Logo, a cultura estaria na raiz da possibilidade de entender o sistema social como uma
série complicada de papéis sociais definidos como um conjunto detalhado de obrigações
para a interação no mundo real. Vê-se, assim, que a sequência de papéis executados por
um ator encadearia sua autoimagem com as perspectivas do sistema social, já que este
corresponde à coordenação e controle dos diversos papéis e, em última instância, efetuaria
o controle das necessidades a base dos valores comuns difundidos. A coerência sistêmica
seria, portanto, um produto caracterizado pelo estado pleno de equilíbrio e cooperação
entre as partes.
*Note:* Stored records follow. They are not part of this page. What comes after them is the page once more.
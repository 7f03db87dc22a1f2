// src/media/encode.rs

use base64::{engine::general_purpose::STANDARD, Engine as _};
use chrono::{SecondsFormat, Utc};
use serde::{Deserialize, Serialize};
use tracing::warn;

/// Raw media bytes with their MIME type.
#[derive(Debug, Clone, PartialEq, Eq)]
pub struct MediaBlob {
    pub mime_type: String,
    pub data: Vec<u8>,
}

impl MediaBlob {
    pub fn new(mime_type: impl Into<String>, data: Vec<u8>) -> Self {
        Self {
            mime_type: mime_type.into(),
            data,
        }
    }
}

#[derive(Debug, Clone, PartialEq, Eq, Serialize, Deserialize)]
#[serde(rename_all = "camelCase")]
pub struct EncodedMedia {
    /// Upload timestamp (RFC 3339, UTC).
    pub name: String,
    pub mime_type: String,
    pub base64: String,
}

/// Base64-encode each blob for upload. Blobs with no data are skipped.
pub fn encode_blobs(blobs: &[MediaBlob]) -> Vec<EncodedMedia> {
    blobs
        .iter()
        .enumerate()
        .filter_map(|(idx, blob)| {
            if blob.data.is_empty() {
                warn!(index = idx, mime = %blob.mime_type, "skipping empty blob");
                return None;
            }
            Some(EncodedMedia {
                name: Utc::now().to_rfc3339_opts(SecondsFormat::Millis, true),
                mime_type: blob.mime_type.clone(),
                base64: STANDARD.encode(&blob.data),
            })
        })
        .collect()
}

/// `data:<mime>;base64,<payload>`
pub fn to_data_uri(blob: &MediaBlob) -> String {
    format!("data:{};base64,{}", blob.mime_type, STANDARD.encode(&blob.data))
}
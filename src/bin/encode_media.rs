use anyhow::{Context, Result};
use sheetscraper::media::{
    compress::{DEFAULT_MAX_WIDTH, DEFAULT_QUALITY},
    compress_image_file, encode_blobs, to_data_uri, CompressedImage, MediaBlob,
};
use std::env;
use tracing::info;
use tracing_subscriber::{fmt, EnvFilter};

fn main() -> Result<()> {
    let env_filter =
        EnvFilter::try_from_default_env().unwrap_or_else(|_| EnvFilter::new("info"));
    fmt::Subscriber::builder()
        .with_env_filter(env_filter)
        .with_writer(std::io::stderr)
        .init();

    let args: Vec<String> = env::args().collect();
    if args.len() < 2 || args.len() > 4 {
        eprintln!(
            "Usage: {} <image> [max_width] [quality]",
            args.first().map(String::as_str).unwrap_or("encode_media")
        );
        std::process::exit(1);
    }
    let path = &args[1];
    let max_width: u32 = match args.get(2) {
        Some(w) => w.parse().with_context(|| format!("parsing max_width {:?}", w))?,
        None => DEFAULT_MAX_WIDTH,
    };
    let quality: f32 = match args.get(3) {
        Some(q) => q.parse().with_context(|| format!("parsing quality {:?}", q))?,
        None => DEFAULT_QUALITY,
    };

    let compressed = compress_image_file(path, max_width, quality)
        .with_context(|| format!("compressing {}", path))?;
    info!(
        width = compressed.width,
        height = compressed.height,
        bytes = compressed.bytes.len(),
        "compressed"
    );

    let blob = MediaBlob::new(CompressedImage::MIME_TYPE, compressed.bytes);
    let data_uri_len = to_data_uri(&blob).len();
    let encoded = encode_blobs(std::slice::from_ref(&blob));
    println!("{}", serde_json::to_string_pretty(&encoded)?);
    info!(data_uri_len, "done");
    Ok(())
}
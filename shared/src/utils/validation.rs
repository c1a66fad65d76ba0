//! Common validation utilities

use serde::{Deserialize, Serialize};
use std::collections::BTreeMap;

/// Field-keyed validation messages.
///
/// One message per field; a later failure on the same field replaces the
/// earlier message so the most specific rule wins.
#[derive(Debug, Clone, Default, PartialEq, Eq, Serialize, Deserialize)]
#[serde(transparent)]
pub struct FieldErrors {
    errors: BTreeMap<String, String>,
}

impl FieldErrors {
    pub fn new() -> Self {
        Self::default()
    }

    pub fn insert(&mut self, field: impl Into<String>, message: impl Into<String>) {
        self.errors.insert(field.into(), message.into());
    }

    pub fn get(&self, field: &str) -> Option<&str> {
        self.errors.get(field).map(String::as_str)
    }

    pub fn contains(&self, field: &str) -> bool {
        self.errors.contains_key(field)
    }

    pub fn is_empty(&self) -> bool {
        self.errors.is_empty()
    }

    pub fn len(&self) -> usize {
        self.errors.len()
    }

    pub fn fields(&self) -> impl Iterator<Item = &str> {
        self.errors.keys().map(String::as_str)
    }
}

/// Common validation functions
pub mod validators {
    /// Check if a string is not empty after trimming
    pub fn not_blank(value: &str) -> bool {
        !value.trim().is_empty()
    }

    /// Check if the trimmed character count is within bounds (inclusive)
    pub fn trimmed_length_between(value: &str, min: usize, max: usize) -> bool {
        let len = value.trim().chars().count();
        len >= min && len <= max
    }

    /// Check if the trimmed character count is at least `min`
    pub fn trimmed_length_at_least(value: &str, min: usize) -> bool {
        value.trim().chars().count() >= min
    }
}

#[cfg(test)]
mod tests {
    use super::validators::*;
    use super::*;

    #[test]
    fn later_message_replaces_earlier() {
        let mut errors = FieldErrors::new();
        errors.insert("password", "Please enter a password");
        errors.insert("password", "Please enter a longer password");
        assert_eq!(errors.len(), 1);
        assert_eq!(errors.get("password"), Some("Please enter a longer password"));
    }

    #[test]
    fn length_checks_trim_and_count_chars() {
        assert!(!not_blank("   "));
        assert!(trimmed_length_between("  abcde  ", 5, 255));
        assert!(!trimmed_length_between(" abcd ", 5, 255));
        // Four characters, eight bytes
        assert!(!trimmed_length_at_least("éééé", 5));
        assert!(trimmed_length_at_least("ééééé", 5));
    }
}
//! Mock verification client for testing the handshake

use async_trait::async_trait;
use std::sync::Mutex;

use crate::errors::ProviderError;
use crate::services::verification::{Channel, VerificationClient, VerificationStatus};

/// A call received by the mock provider
#[derive(Debug, Clone, PartialEq, Eq)]
pub enum Call {
    Start { phone: String, channel: Channel },
    Check { phone: String, code: String },
}

// Mock provider with scripted answers
pub struct MockVerificationClient {
    pub calls: Mutex<Vec<Call>>,
    pub start_result: Result<VerificationStatus, ProviderError>,
    pub check_result: Result<VerificationStatus, ProviderError>,
}

impl MockVerificationClient {
    pub fn new() -> Self {
        Self {
            calls: Mutex::new(Vec::new()),
            start_result: Ok(VerificationStatus::Pending),
            check_result: Ok(VerificationStatus::Approved),
        }
    }

    pub fn failing_start(error: ProviderError) -> Self {
        Self {
            start_result: Err(error),
            ..Self::new()
        }
    }

    pub fn checking(result: Result<VerificationStatus, ProviderError>) -> Self {
        Self {
            check_result: result,
            ..Self::new()
        }
    }

    pub fn calls(&self) -> Vec<Call> {
        self.calls.lock().unwrap().clone()
    }
}

#[async_trait]
impl VerificationClient for MockVerificationClient {
    async fn start_verification(
        &self,
        phone: &str,
        channel: Channel,
    ) -> Result<VerificationStatus, ProviderError> {
        self.calls.lock().unwrap().push(Call::Start {
            phone: phone.to_string(),
            channel,
        });
        self.start_result.clone()
    }

    async fn check_verification(
        &self,
        phone: &str,
        code: &str,
    ) -> Result<VerificationStatus, ProviderError> {
        self.calls.lock().unwrap().push(Call::Check {
            phone: phone.to_string(),
            code: code.to_string(),
        });
        self.check_result.clone()
    }
}
pub mod error;

pub use error::ApiError;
Esta harmonia se regularizaria pela complementaridade das expectativas
intrínsecas às institucionalizações, no bojo do qual a situação das interações diria respeito
ao fato de existir mutualidade entre os desejos pela concordância entre as autoimagens,
por intermédio de recompensas possíveis pela regulação dos fluxos de informação e de
energias devido à intervenção dos meios de intercâmbio. O conflito emergiria no instante
em que se tornam insatisfatórios os intercâmbios entre atores (sejam eles indivíduos ou
grupos), favorecendo assim comportamentos desviantes aos padrões ideais descritos pelas
normas.
Sem dúvida, aqui se concentram as maiores dificuldades do arranjo de proposições
gerais que conformam o sistema teórico parsoniano, já que toda perspectiva evolucionária
em Parsons se encerra no movimento de um ordenamento de poder capacitado a
maximizar as recompensas com finalidade de manter o equilíbrio entre as partes e, assim,
favorecer a estabilidade mantenedora das complementaridades institucionais de todo o
sistema. Em livros como Societies: Evolutionary and Comparative Perspectives (de
1966) e The System of Modern Societies (de 1971), o autor se impõe a tarefa de apresentar
um modelo explicativo e de explanação do processo geral de evolução das sociedades.
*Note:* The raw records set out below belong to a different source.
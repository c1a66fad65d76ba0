pub mod security;

pub use security::*;
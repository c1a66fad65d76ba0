//! Handshake route handlers
//!
//! Each handler loads the session, asks the controller for the next step and
//! writes the session back, whatever that step is.

pub mod code_check;
pub mod code_request;
pub mod logged_in;

pub use code_check::{code_check_form, submit_code_check};
pub use code_request::{code_request_form, submit_code_request};
pub use logged_in::logged_in;

use actix_web::http::header::{self, ContentType};
use actix_web::{web, HttpResponse};
use pv_core::services::{Step, VerificationClient};
use pv_core::Session;

use crate::handlers::ApiError;
use crate::state::AppState;

/// Turn a controller step into a response carrying the saved session
fn respond<V>(state: &AppState<V>, session: &Session, step: Step) -> Result<HttpResponse, ApiError>
where
    V: VerificationClient + ?Sized,
{
    let cookie = state.sessions.save(session)?;

    match step {
        Step::Redirect(route) => Ok(HttpResponse::SeeOther()
            .insert_header((header::LOCATION, route.path()))
            .cookie(cookie)
            .finish()),
        Step::Render(page) => {
            let body = state.templates.render_page(&page)?;
            Ok(HttpResponse::Ok()
                .content_type(ContentType::html())
                .cookie(cookie)
                .body(body))
        }
    }
}

/// Fallback for unknown paths
pub async fn not_found<V>(state: web::Data<AppState<V>>) -> Result<HttpResponse, ApiError>
where
    V: VerificationClient + ?Sized + 'static,
{
    let body = state.templates.render_not_found()?;
    Ok(HttpResponse::NotFound()
        .content_type(ContentType::html())
        .body(body))
}
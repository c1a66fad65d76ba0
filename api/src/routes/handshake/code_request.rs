use actix_web::{web, HttpRequest, HttpResponse};
use pv_core::services::VerificationClient;
use pv_core::VerificationRequest;
use serde::Deserialize;

use super::respond;
use crate::handlers::ApiError;
use crate::state::AppState;

/// Fields posted by the code-request form
#[derive(Deserialize)]
pub struct CodeRequestForm {
    #[serde(default)]
    pub username: String,
    #[serde(default)]
    pub password: String,
    #[serde(default)]
    pub number: String,
}

impl From<CodeRequestForm> for VerificationRequest {
    fn from(form: CodeRequestForm) -> Self {
        VerificationRequest::new(form.username, form.password, form.number)
    }
}

/// Handler for GET /
///
/// Renders the code-request form, prefilled from the last rejected
/// submission if there is one.
pub async fn code_request_form<V>(
    req: HttpRequest,
    state: web::Data<AppState<V>>,
) -> Result<HttpResponse, ApiError>
where
    V: VerificationClient + ?Sized + 'static,
{
    let mut session = state.sessions.load(&req)?;
    let step = state.handshake.code_request_page(&mut session);
    respond(&state, &session, step)
}

/// Handler for POST /
///
/// Validates the form and asks the provider to text a code. Redirects back to
/// `/` with the errors flashed, or on to `/verify`.
pub async fn submit_code_request<V>(
    req: HttpRequest,
    state: web::Data<AppState<V>>,
    form: web::Form<CodeRequestForm>,
) -> Result<HttpResponse, ApiError>
where
    V: VerificationClient + ?Sized + 'static,
{
    let mut session = state.sessions.load(&req)?;
    let step = state
        .handshake
        .submit_code_request(&mut session, form.into_inner().into())
        .await?;
    respond(&state, &session, step)
}
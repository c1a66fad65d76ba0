//! Domain values carried through the verification handshake.

pub mod flash;
pub mod pending;
pub mod verification_request;

pub use flash::{Flash, VerificationOutcome};
pub use pending::{PendingVerification, PENDING_NUMBER_KEY};
pub use verification_request::{
    validate, VerificationRequest, NUMBER_FIELD, PASSWORD_FIELD, USERNAME_FIELD,
};
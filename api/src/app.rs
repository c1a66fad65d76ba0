//! Application factory
//!
//! Wires the routes, middleware and shared state into an Actix-web `App`.

use actix_web::{
    body::MessageBody,
    dev::{ServiceFactory, ServiceRequest, ServiceResponse},
    web, App, Error,
};
use tracing_actix_web::TracingLogger;

use pv_core::services::{Route, VerificationClient};

use crate::middleware::SecurityMiddleware;
use crate::routes::handshake::{
    code_check_form, code_request_form, logged_in, not_found, submit_code_check,
    submit_code_request,
};
use crate::routes::health::health_check;
use crate::state::AppState;
use crate::static_files;

/// Create and configure the application with all dependencies
pub fn create_app<V>(
    app_state: web::Data<AppState<V>>,
    security: SecurityMiddleware,
) -> App<
    impl ServiceFactory<
        ServiceRequest,
        Config = (),
        Response = ServiceResponse<impl MessageBody>,
        Error = Error,
        InitError = (),
    >,
>
where
    V: VerificationClient + ?Sized + 'static,
{
    App::new()
        .app_data(app_state)
        // Request logging wraps everything, including rejected requests
        .wrap(security)
        .wrap(TracingLogger::default())
        .route("/health", web::get().to(health_check))
        .route("/static/{path:.*}", web::get().to(static_files::serve))
        .service(
            web::resource(Route::CodeRequest.path())
                .route(web::get().to(code_request_form::<V>))
                .route(web::post().to(submit_code_request::<V>)),
        )
        .service(
            web::resource(Route::CodeCheck.path())
                .route(web::get().to(code_check_form::<V>))
                .route(web::post().to(submit_code_check::<V>)),
        )
        .route(Route::LoggedIn.path(), web::get().to(logged_in::<V>))
        .default_service(web::route().to(not_found::<V>))
}
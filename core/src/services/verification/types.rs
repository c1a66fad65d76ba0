//! Types exchanged with the verification provider

use std::fmt;

use serde::{Deserialize, Serialize};

/// Delivery channel for a verification code
#[derive(Debug, Clone, Copy, PartialEq, Eq, Serialize, Deserialize)]
#[serde(rename_all = "lowercase")]
pub enum Channel {
    Sms,
}

impl Channel {
    pub fn as_str(&self) -> &'static str {
        match self {
            Channel::Sms => "sms",
        }
    }
}

impl fmt::Display for Channel {
    fn fmt(&self, f: &mut fmt::Formatter<'_>) -> fmt::Result {
        f.write_str(self.as_str())
    }
}

/// Status of a verification as reported by the provider
#[derive(Debug, Clone, Copy, PartialEq, Eq, Serialize, Deserialize)]
#[serde(rename_all = "snake_case")]
pub enum VerificationStatus {
    Pending,
    Approved,
    Canceled,
    MaxAttemptsReached,
    Deleted,
    Failed,
    Expired,
    #[serde(other)]
    Unknown,
}

impl VerificationStatus {
    /// Only an approved check completes the handshake
    pub fn is_approved(&self) -> bool {
        matches!(self, VerificationStatus::Approved)
    }
}

impl fmt::Display for VerificationStatus {
    fn fmt(&self, f: &mut fmt::Formatter<'_>) -> fmt::Result {
        let label = match self {
            VerificationStatus::Pending => "pending",
            VerificationStatus::Approved => "approved",
            VerificationStatus::Canceled => "canceled",
            VerificationStatus::MaxAttemptsReached => "max_attempts_reached",
            VerificationStatus::Deleted => "deleted",
            VerificationStatus::Failed => "failed",
            VerificationStatus::Expired => "expired",
            VerificationStatus::Unknown => "unknown",
        };
        f.write_str(label)
    }
}
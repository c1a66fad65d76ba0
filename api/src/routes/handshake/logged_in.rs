use actix_web::{web, HttpRequest, HttpResponse};
use pv_core::services::VerificationClient;

use super::respond;
use crate::handlers::ApiError;
use crate::state::AppState;

/// Handler for GET /logged-in
///
/// A static confirmation page; the session is only passed through.
pub async fn logged_in<V>(
    req: HttpRequest,
    state: web::Data<AppState<V>>,
) -> Result<HttpResponse, ApiError>
where
    V: VerificationClient + ?Sized + 'static,
{
    let session = state.sessions.load(&req)?;
    let step = state.handshake.logged_in_page();
    respond(&state, &session, step)
}
//! Verification provider configuration

use std::fmt;

use super::{or_default, parse_or, required, ConfigError};

const DEFAULT_TWILIO_BASE_URL: &str = "https://verify.twilio.com";
const DEFAULT_MOCK_CODE: &str = "123456";

/// Which verification backend to use
#[derive(Debug, Clone, Copy, PartialEq, Eq)]
pub enum VerifyProvider {
    Twilio,
    Mock,
}

impl std::str::FromStr for VerifyProvider {
    type Err = String;

    fn from_str(s: &str) -> Result<Self, Self::Err> {
        match s.to_lowercase().as_str() {
            "twilio" => Ok(VerifyProvider::Twilio),
            "mock" => Ok(VerifyProvider::Mock),
            other => Err(format!("unknown verification provider '{}'", other)),
        }
    }
}

/// Twilio Verify credentials and transport settings
#[derive(Clone)]
pub struct TwilioConfig {
    /// Twilio Account SID
    pub account_sid: String,
    /// Twilio Auth Token
    pub auth_token: String,
    /// Verify service SID the codes are issued under
    pub service_sid: String,
    /// API root, overridable for tests
    pub base_url: String,
    /// Timeout for API requests in seconds
    pub request_timeout_secs: u64,
}

impl TwilioConfig {
    /// Create configuration from environment variables
    pub fn from_env() -> Result<Self, ConfigError> {
        Ok(Self {
            account_sid: required("TWILIO_ACCOUNT_SID")?,
            auth_token: required("TWILIO_AUTH_TOKEN")?,
            service_sid: required("TWILIO_VERIFICATION_SID")?,
            base_url: or_default("TWILIO_VERIFY_BASE_URL", DEFAULT_TWILIO_BASE_URL)
                .trim_end_matches('/')
                .to_string(),
            request_timeout_secs: parse_or("TWILIO_REQUEST_TIMEOUT_SECS", 30)?,
        })
    }
}

impl fmt::Debug for TwilioConfig {
    fn fmt(&self, f: &mut fmt::Formatter<'_>) -> fmt::Result {
        f.debug_struct("TwilioConfig")
            .field("account_sid", &self.account_sid)
            .field("auth_token", &"[redacted]")
            .field("service_sid", &self.service_sid)
            .field("base_url", &self.base_url)
            .field("request_timeout_secs", &self.request_timeout_secs)
            .finish()
    }
}

/// Selected verification backend with its settings
#[derive(Debug, Clone)]
pub enum VerifyProviderConfig {
    Twilio(TwilioConfig),
    /// Local development backend accepting a single fixed code
    Mock { code: String },
}

impl VerifyProviderConfig {
    /// Load from `VERIFY_PROVIDER` (default `twilio`) and the provider's variables
    pub fn from_env() -> Result<Self, ConfigError> {
        match parse_or("VERIFY_PROVIDER", VerifyProvider::Twilio)? {
            VerifyProvider::Twilio => Ok(Self::Twilio(TwilioConfig::from_env()?)),
            VerifyProvider::Mock => Ok(Self::Mock {
                code: or_default("VERIFY_MOCK_CODE", DEFAULT_MOCK_CODE),
            }),
        }
    }

    pub fn provider(&self) -> VerifyProvider {
        match self {
            Self::Twilio(_) => VerifyProvider::Twilio,
            Self::Mock { .. } => VerifyProvider::Mock,
        }
    }
}

#[cfg(test)]
mod tests {
    use super::*;

    #[test]
    fn twilio_is_the_default_provider() {
        temp_env::with_vars(
            [
                ("VERIFY_PROVIDER", None),
                ("TWILIO_ACCOUNT_SID", Some("ACtest")),
                ("TWILIO_AUTH_TOKEN", Some("secret-token")),
                ("TWILIO_VERIFICATION_SID", Some("VAtest")),
                ("TWILIO_VERIFY_BASE_URL", Some("http://127.0.0.1:9000/")),
                ("TWILIO_REQUEST_TIMEOUT_SECS", None),
            ],
            || {
                let config = VerifyProviderConfig::from_env().unwrap();
                let VerifyProviderConfig::Twilio(twilio) = config else {
                    panic!("expected twilio configuration");
                };
                assert_eq!(twilio.service_sid, "VAtest");
                assert_eq!(twilio.base_url, "http://127.0.0.1:9000");
                assert_eq!(twilio.request_timeout_secs, 30);
                assert!(!format!("{:?}", twilio).contains("secret-token"));
            },
        );
    }

    #[test]
    fn twilio_requires_service_sid() {
        temp_env::with_vars(
            [
                ("VERIFY_PROVIDER", Some("twilio")),
                ("TWILIO_ACCOUNT_SID", Some("ACtest")),
                ("TWILIO_AUTH_TOKEN", Some("secret-token")),
                ("TWILIO_VERIFICATION_SID", None),
            ],
            || {
                assert_eq!(
                    VerifyProviderConfig::from_env().unwrap_err(),
                    ConfigError::Missing("TWILIO_VERIFICATION_SID")
                );
            },
        );
    }

    #[test]
    fn mock_provider_needs_no_credentials() {
        temp_env::with_vars(
            [
                ("VERIFY_PROVIDER", Some("mock")),
                ("VERIFY_MOCK_CODE", None),
                ("TWILIO_ACCOUNT_SID", None),
            ],
            || {
                let config = VerifyProviderConfig::from_env().unwrap();
                assert_eq!(config.provider(), VerifyProvider::Mock);
                assert!(matches!(config, VerifyProviderConfig::Mock { code } if code == "123456"));
            },
        );
    }
}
Recorre para isto à ideia de adaptação dos sistemas sociais aos seus ambientes, dando
relevo à diferenciação dos subsistemas internos às estruturas daqueles, entendendo-a
como manifestações progressivas da adaptação na mobilização e transformação de
recursos de integração por meios de dispositivos de coordenação e controle. Com isso,
ele acompanha o que seria a passagem de sociedades primitivas de embocadura mais
simples para sistemas cada vez mais complexos. Em The System of Modern Societies,
porém, o autor resgata de Durkheim a ideia de solidariedade social para argumentar como
este processo progressivo de diferenciação socioinstitucional, ajustado às alternativas de
adaptação dos sistemas, realiza-se na permanência de sentidos comunitários.
Notoriamente, Parsons perseverava sua tônica comunitarista e sua ênfase no paradigma
estrutural-funcionalista sobre perspectivas orientadas para o plano micro da ação e, na
contrapartida, deslocava o foco do desvio para soluções internas aos arranjos sistêmicos.
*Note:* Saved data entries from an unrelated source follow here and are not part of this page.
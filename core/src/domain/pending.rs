//! Phone number awaiting a code check

use crate::session::Session;

/// Session key holding the pending phone number
pub const PENDING_NUMBER_KEY: &str = "number";

/// A phone number a code was dispatched to and not yet checked.
///
/// Its presence in the session is what unlocks the code-check step.
#[derive(Debug, Clone, PartialEq, Eq)]
pub struct PendingVerification {
    pub phone_number: String,
}

impl PendingVerification {
    pub fn new(phone_number: impl Into<String>) -> Self {
        Self {
            phone_number: phone_number.into(),
        }
    }

    /// Read from the session; an empty stored value counts as absent.
    pub fn load(session: &Session) -> Option<Self> {
        session
            .get_value(PENDING_NUMBER_KEY)
            .filter(|number| !number.is_empty())
            .map(Self::new)
    }

    pub fn store(&self, session: &mut Session) {
        session.set_value(PENDING_NUMBER_KEY, self.phone_number.clone());
    }

    pub fn clear(session: &mut Session) {
        session.delete_value(PENDING_NUMBER_KEY);
    }
}
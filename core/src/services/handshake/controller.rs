//! Handshake controller

use std::sync::Arc;

use pv_shared::phone::mask_phone_number;

use crate::domain::{Flash, PendingVerification, VerificationOutcome, VerificationRequest};
use crate::errors::DomainResult;
use crate::services::verification::{Channel, VerificationClient};
use crate::session::Session;

use super::step::{HandshakeState, Page, Route, Step};

pub const INVALID_CODE_MESSAGE: &str = "The verification code was not valid";
pub const MISSING_CODE_MESSAGE: &str = "Please enter the verification code";

/// Drives the request-code / check-code handshake against a session.
///
/// Every operation mutates the session in place; the caller is responsible
/// for persisting it afterwards, whatever the outcome.
pub struct HandshakeController<V: VerificationClient + ?Sized> {
    client: Arc<V>,
    flash_key: String,
}

impl<V: VerificationClient + ?Sized> HandshakeController<V> {
    /// Create a controller
    ///
    /// # Arguments
    ///
    /// * `client` - Verification provider
    /// * `flash_key` - Session key flashes are queued under
    pub fn new(client: Arc<V>, flash_key: impl Into<String>) -> Self {
        Self {
            client,
            flash_key: flash_key.into(),
        }
    }

    /// Render the code-request form, consuming any pending flash.
    ///
    /// A `ValidationErrors` flash prefills the form; any other flash is
    /// dropped.
    pub fn code_request_page(&self, session: &mut Session) -> Step {
        let prefill = session
            .take_flashes(&self.flash_key)
            .into_iter()
            .next()
            .and_then(Flash::into_validation_errors);

        Step::Render(Page::CodeRequest { prefill })
    }

    /// Handle a code-request form submission.
    ///
    /// Invalid forms are flashed back to the request page. Valid forms
    /// trigger exactly one provider call; its failure aborts the request.
    pub async fn submit_code_request(
        &self,
        session: &mut Session,
        mut request: VerificationRequest,
    ) -> DomainResult<Step> {
        if !request.validate() {
            tracing::info!(
                event = "code_request_rejected",
                fields = ?request.errors.fields().collect::<Vec<_>>(),
                "Code request form failed validation"
            );
            session.add_flash(
                self.flash_key.clone(),
                Flash::ValidationErrors(request.into_prefill()),
            );
            return Ok(self.redirect(HandshakeState::AwaitingRequest, Route::CodeRequest));
        }

        let masked = mask_phone_number(&request.phone_number);
        let status = self
            .client
            .start_verification(&request.phone_number, Channel::Sms)
            .await
            .map_err(|e| {
                tracing::error!(
                    phone = %masked,
                    error = %e,
                    event = "start_verification_failed",
                    "Verification provider failed to dispatch a code"
                );
                e
            })?;

        tracing::info!(
            phone = %masked,
            status = %status,
            event = "code_dispatched",
            "Storing phone number in session"
        );
        PendingVerification::new(request.phone_number).store(session);

        Ok(self.redirect(HandshakeState::AwaitingRequest, Route::CodeCheck))
    }

    /// Render the code-check form, or send the client back to step one when
    /// there is no pending number.
    pub fn code_check_page(&self, session: &mut Session) -> Step {
        if PendingVerification::load(session).is_none() {
            tracing::info!(
                event = "code_check_without_pending_number",
                "Phone number not available in session"
            );
            return Step::Redirect(Route::CodeRequest);
        }

        let outcome = session
            .take_flashes(&self.flash_key)
            .into_iter()
            .next()
            .and_then(Flash::into_verification_outcome);

        Step::Render(Page::CodeCheck { outcome })
    }

    /// Handle a code-check form submission.
    ///
    /// Only an `approved` status completes the handshake. A provider error or
    /// any other status keeps the pending number so the user may retry.
    pub async fn submit_code_check(&self, session: &mut Session, code: &str) -> DomainResult<Step> {
        let Some(pending) = PendingVerification::load(session) else {
            tracing::info!(
                event = "code_check_without_pending_number",
                "Phone number not available in session"
            );
            return Ok(Step::Redirect(Route::CodeRequest));
        };

        let code = code.trim();
        if code.is_empty() {
            session.add_flash(
                self.flash_key.clone(),
                Flash::VerificationOutcome(VerificationOutcome::error(MISSING_CODE_MESSAGE)),
            );
            return Ok(self.redirect(HandshakeState::AwaitingCode, Route::CodeCheck));
        }

        let masked = mask_phone_number(&pending.phone_number);
        match self.client.check_verification(&pending.phone_number, code).await {
            Ok(status) if status.is_approved() => {
                tracing::info!(
                    phone = %masked,
                    status = %status,
                    event = "code_approved",
                    "Verification code approved"
                );
                PendingVerification::clear(session);
                Ok(self.redirect(HandshakeState::AwaitingCode, Route::LoggedIn))
            }
            Ok(status) => {
                tracing::warn!(
                    phone = %masked,
                    status = %status,
                    event = "code_not_approved",
                    "Verification code was not approved"
                );
                self.flash_invalid_code(session);
                Ok(self.redirect(HandshakeState::AwaitingCode, Route::CodeCheck))
            }
            Err(e) => {
                tracing::warn!(
                    phone = %masked,
                    error = %e,
                    event = "code_check_failed",
                    "Verification provider rejected the code check"
                );
                self.flash_invalid_code(session);
                Ok(self.redirect(HandshakeState::AwaitingCode, Route::CodeCheck))
            }
        }
    }

    /// Render the success page. It has no entry guard and no one-shot data.
    pub fn logged_in_page(&self) -> Step {
        Step::Render(Page::LoggedIn)
    }

    fn flash_invalid_code(&self, session: &mut Session) {
        session.add_flash(
            self.flash_key.clone(),
            Flash::VerificationOutcome(VerificationOutcome::error(INVALID_CODE_MESSAGE)),
        );
    }

    fn redirect(&self, from: HandshakeState, to: Route) -> Step {
        tracing::debug!(from = ?from, to = ?to.state(), path = to.path(), "Handshake transition");
        Step::Redirect(to)
    }
}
Os impasses gerados no compasso das lacunas deixadas pelo seu esquema
analítico fazem eclodir celeumas internas aos domínios estrutural-funcionalistas,
deixando em xeque a posição hegemônica parsoniana. Posição cada vez mais diluída no
decorrer dos anos de 1960 com o advento correntes teórico-analíticas concorrentes. No
início da década de 1970 se dissolve o Departamento de Relações Sociais na Universidade
de Harvard. Encerrava-se, desta maneira, a trajetória que, desde 1931, Parsons iniciará
pavimentando um caminho no qual formou um conjunto célebre de jovens e cujas
posteriores participações no campo sociológico dos Estados Unidos implicaram na
própria expansão do modelo estrutural-funcionalista pela via da teoria sistêmica.